WORK INSTRUCTION:
In the listing below, look for "Result" and copy every line that has it.

MATERIAL FOR THIS EXERCISE:

use anyhow::Context as _;
use tracing_subscriber::EnvFilter;

/// Installs the stderr `fmt` subscriber. `RUST_LOG` wins over `default_filter`.
pub fn init(default_filter: &str) -> anyhow::Result<()> {
    let filter = match EnvFilter::try_from_default_env() {
        Ok(filter) => filter,
        Err(_) => EnvFilter::try_new(default_filter)
            .with_context(|| format!("invalid --log-level `{default_filter}`"))?,
    };

    tracing_subscriber::fmt()
        .with_env_filter(filter)
        .with_writer(std::io::stderr)
        .with_target(false)
        .try_init()
        .map_err(|err| anyhow::anyhow!("failed to install log subscriber: {err}"))
}
use axum::Json;
use axum::extract::{Path, State};
use axum::http::{HeaderMap, HeaderValue, StatusCode, header};
use axum::response::{IntoResponse, Response};
use cookie::time::Duration;
use cookie::{Cookie, SameSite};
use serde::Deserialize;
use serde_json::{Value, json};

use crate::state::{AppState, SentMessage, UserRecord};

#[derive(Debug, Deserialize)]
pub(crate) struct LoginRequest {
    identifier: String,
    password: String,
}

#[derive(Debug, Deserialize)]
#[serde(rename_all = "camelCase")]
pub(crate) struct MessageRequest {
    recipient_id: String,
    content: String,
}

fn bearer(headers: &HeaderMap) -> Option<&str> {
    headers
        .get(header::AUTHORIZATION)?
        .to_str()
        .ok()?
        .strip_prefix("Bearer ")
}

const SESSION_COOKIE: &str = "sid";

fn has_session_cookie(headers: &HeaderMap) -> bool {
    headers
        .get_all(header::COOKIE)
        .iter()
        .filter_map(|v| v.to_str().ok())
        .flat_map(Cookie::split_parse)
        .filter_map(Result::ok)
        .any(|c| c.name() == SESSION_COOKIE)
}

/// `Set-Cookie` value for the session id. `max_age` of zero clears it.
fn session_cookie(state: &AppState, value: &str, max_age: Option<Duration>) -> String {
    let mut cookie = Cookie::build((SESSION_COOKIE, value.to_string()))
        .path("/")
        .http_only(true)
        .secure(state.options.secure_cookies)
        .same_site(SameSite::Strict)
        .build();
    if let Some(max_age) = max_age {
        cookie.set_max_age(max_age);
    }
    cookie.to_string()
}

fn respond(status: StatusCode, body: Value, set_cookie: Option<String>) -> Response {
    let mut res = (status, Json(body)).into_response();
    if let Some(value) = set_cookie.and_then(|c| HeaderValue::from_str(&c).ok()) {
        res.headers_mut().append(header::SET_COOKIE, value);
    }
    res
}

fn unauthorized(state: &AppState) -> Response {
    state.stats.inc_unauthorized();
    respond(
        StatusCode::UNAUTHORIZED,
        json!({"error": "unauthorized"}),
        None,
    )
}

fn authenticated<'a>(state: &'a AppState, headers: &HeaderMap) -> Option<&'a UserRecord> {
    state.authenticate(bearer(headers)?)
}

fn new_sid() -> String {
    uuid::Uuid::new_v4().simple().to_string()
}

pub(crate) async fn login(
    State(state): State<AppState>,
    Json(req): Json<LoginRequest>,
) -> Response {
    state.stats.inc_requests_total();

    let user = state
        .user_by_email(&req.identifier)
        .filter(|u| u.password == req.password)
        .cloned();

    let Some(user) = user else {
        let failed = state.stats.inc_logins_failed();
        if state
            .options
            .login_failure_budget
            .is_some_and(|budget| failed > budget)
        {
            state.stats.inc_logins_rate_limited();
            let mut res = respond(
                StatusCode::TOO_MANY_REQUESTS,
                json!({"error": "too many login attempts"}),
                None,
            );
            res.headers_mut()
                .insert(header::RETRY_AFTER, HeaderValue::from_static("60"));
            return res;
        }
        return respond(
            state.options.login_failure_status,
            json!({"error": "invalid credentials"}),
            None,
        );
    };

    state.stats.inc_logins_ok();
    let token = state.issue_token(&user);
    respond(
        StatusCode::OK,
        json!({"data": {"access_token": token, "user": user}}),
        Some(session_cookie(&state, &new_sid(), None)),
    )
}

pub(crate) async fn me(State(state): State<AppState>, headers: HeaderMap) -> Response {
    state.stats.inc_requests_total();

    let set_cookie =
        (!has_session_cookie(&headers)).then(|| session_cookie(&state, &new_sid(), None));

    match authenticated(&state, &headers) {
        Some(user) => respond(StatusCode::OK, json!({"data": user}), set_cookie),
        None => {
            state.stats.inc_unauthorized();
            respond(
                StatusCode::UNAUTHORIZED,
                json!({"error": "unauthorized"}),
                set_cookie,
            )
        }
    }
}

pub(crate) async fn logout(State(state): State<AppState>, headers: HeaderMap) -> Response {
    state.stats.inc_requests_total();

    let Some(token) = bearer(&headers) else {
        return unauthorized(&state);
    };
    if state.options.logout_status != StatusCode::OK {
        return respond(
            state.options.logout_status,
            json!({"error": "logout unavailable"}),
            None,
        );
    }
    if !state.revoke(token) {
        return unauthorized(&state);
    }

    state.stats.inc_logouts();
    respond(
        StatusCode::OK,
        json!({"data": {"message": "logged out"}}),
        Some(session_cookie(&state, "", Some(Duration::ZERO))),
    )
}

pub(crate) async fn all_users(State(state): State<AppState>, headers: HeaderMap) -> Response {
    state.stats.inc_requests_total();
    if authenticated(&state, &headers).is_none() {
        return unauthorized(&state);
    }

    let users: Vec<&UserRecord> = state.users().iter().filter(|u| !u.admin).collect();
    respond(StatusCode::OK, json!({"data": users}), None)
}

pub(crate) async fn newsfeed(State(state): State<AppState>, headers: HeaderMap) -> Response {
    state.stats.inc_requests_total();
    let Some(user) = authenticated(&state, &headers) else {
        return unauthorized(&state);
    };

    respond(
        StatusCode::OK,
        json!({"data": [{"author": user.id, "content": "Hello from the feed"}]}),
        None,
    )
}

pub(crate) async fn user_newsfeed(
    State(state): State<AppState>,
    Path(user_id): Path<String>,
    headers: HeaderMap,
) -> Response {
    state.stats.inc_requests_total();
    if authenticated(&state, &headers).is_none() {
        return unauthorized(&state);
    }

    match state.user_by_id(&user_id) {
        Some(user) => respond(
            StatusCode::OK,
            json!({"data": [{"author": user.id, "content": "Hello from the feed"}]}),
            None,
        ),
        None => respond(
            StatusCode::NOT_FOUND,
            json!({"error": "user not found"}),
            None,
        ),
    }
}

pub(crate) async fn message(
    State(state): State<AppState>,
    headers: HeaderMap,
    Json(req): Json<MessageRequest>,
) -> Response {
    state.stats.inc_requests_total();
    let Some(sender) = authenticated(&state, &headers).cloned() else {
        return unauthorized(&state);
    };

    if state.user_by_id(&req.recipient_id).is_none() {
        return respond(
            StatusCode::NOT_FOUND,
            json!({"error": "recipient not found"}),
            None,
        );
    }
    if req.recipient_id == sender.id {
        return respond(
            StatusCode::BAD_REQUEST,
            json!({"error": "cannot message yourself"}),
            None,
        );
    }

    state.stats.push_message(SentMessage {
        sender_id: sender.id,
        recipient_id: req.recipient_id,
        content: req.content,
    });
    respond(StatusCode::CREATED, json!({"data": {"sent": true}}), None)
}

pub(crate) async fn users(State(state): State<AppState>, headers: HeaderMap) -> Response {
    state.stats.inc_requests_total();
    let Some(caller) = authenticated(&state, &headers) else {
        return unauthorized(&state);
    };
    if !caller.admin {
        return respond(StatusCode::FORBIDDEN, json!({"error": "forbidden"}), None);
    }

    let list = json!(state.users());
    let body = if state.options.users_envelope {
        json!({"data": list})
    } else {
        list
    };
    respond(StatusCode::OK, body, None)
}

pub(crate) async fn public_endpoint(State(state): State<AppState>) -> Response {
    state.stats.inc_requests_total();

    let served = state.stats.inc_public_requests();
    if state
        .options
        .public_request_budget
        .is_some_and(|budget| served > budget)
    {
        state.stats.inc_public_rate_limited();
        return respond(
            StatusCode::TOO_MANY_REQUESTS,
            json!({"error": "rate limit exceeded"}),
            None,
        );
    }
    respond(StatusCode::OK, json!({"data": {"status": "ok"}}), None)
}
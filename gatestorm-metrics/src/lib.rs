mod key;
mod metrics;
mod query;
mod registry;
mod tags;

pub use key::KeyId;
pub use metrics::{HistogramSummary, MetricHandle, MetricKind, MetricSeriesSummary, MetricValue};
pub use query::Query;
pub use registry::{MetricId, Registry};
pub use tags::TagSet;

OUTPUT FOR THIS EXERCISE:
pub fn init(default_filter: &str) -> anyhow::Result<()> {
        .filter_map(Result::ok)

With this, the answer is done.